*** Opening of Source data ***
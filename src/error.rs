//! Error types for the Aztec Code encoder

use thiserror::Error;

/// Result type alias using our Error type
pub type Result<T> = std::result::Result<T, Error>;

/// Errors that can occur while encoding an Aztec Code symbol
#[derive(Error, Debug, Clone, PartialEq, Eq)]
pub enum Error {
    /// The payload requires more data bits than the largest supported symbol can hold
    #[error(
        "payload too large: {required_bits} data bits required, largest symbol holds {max_bits}"
    )]
    PayloadTooLarge {
        required_bits: usize,
        max_bits: usize,
    },

    /// The caller named an encoding that is not in the ECI registry
    #[error("unknown encoding: {0}")]
    UnknownEncoding(String),

    /// `ec_percent` was outside the valid `[0, 100]` range
    #[error("invalid ec_percent: {0} (must be in 0..=100)")]
    InvalidEcParameter(u8),

    /// I/O error, surfaced only by the demo binary's `--output` path
    #[error("I/O error: {0}")]
    Io(String),
}

impl From<std::io::Error> for Error {
    fn from(e: std::io::Error) -> Self {
        Error::Io(e.to_string())
    }
}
*** Close of Source data ***
## [Task details]
Beginning at the line that holds "the ECI registry", reproduce each line of the records above down to and including the last one.

## [Output below]
    /// The caller named an encoding that is not in the ECI registry
    #[error("unknown encoding: {0}")]
    UnknownEncoding(String),

    /// `ec_percent` was outside the valid `[0, 100]` range
    #[error("invalid ec_percent: {0} (must be in 0..=100)")]
    InvalidEcParameter(u8),

    /// I/O error, surfaced only by the demo binary's `--output` path
    #[error("I/O error: {0}")]
    Io(String),
}

impl From<std::io::Error> for Error {
    fn from(e: std::io::Error) -> Self {
        Error::Io(e.to_string())
    }
}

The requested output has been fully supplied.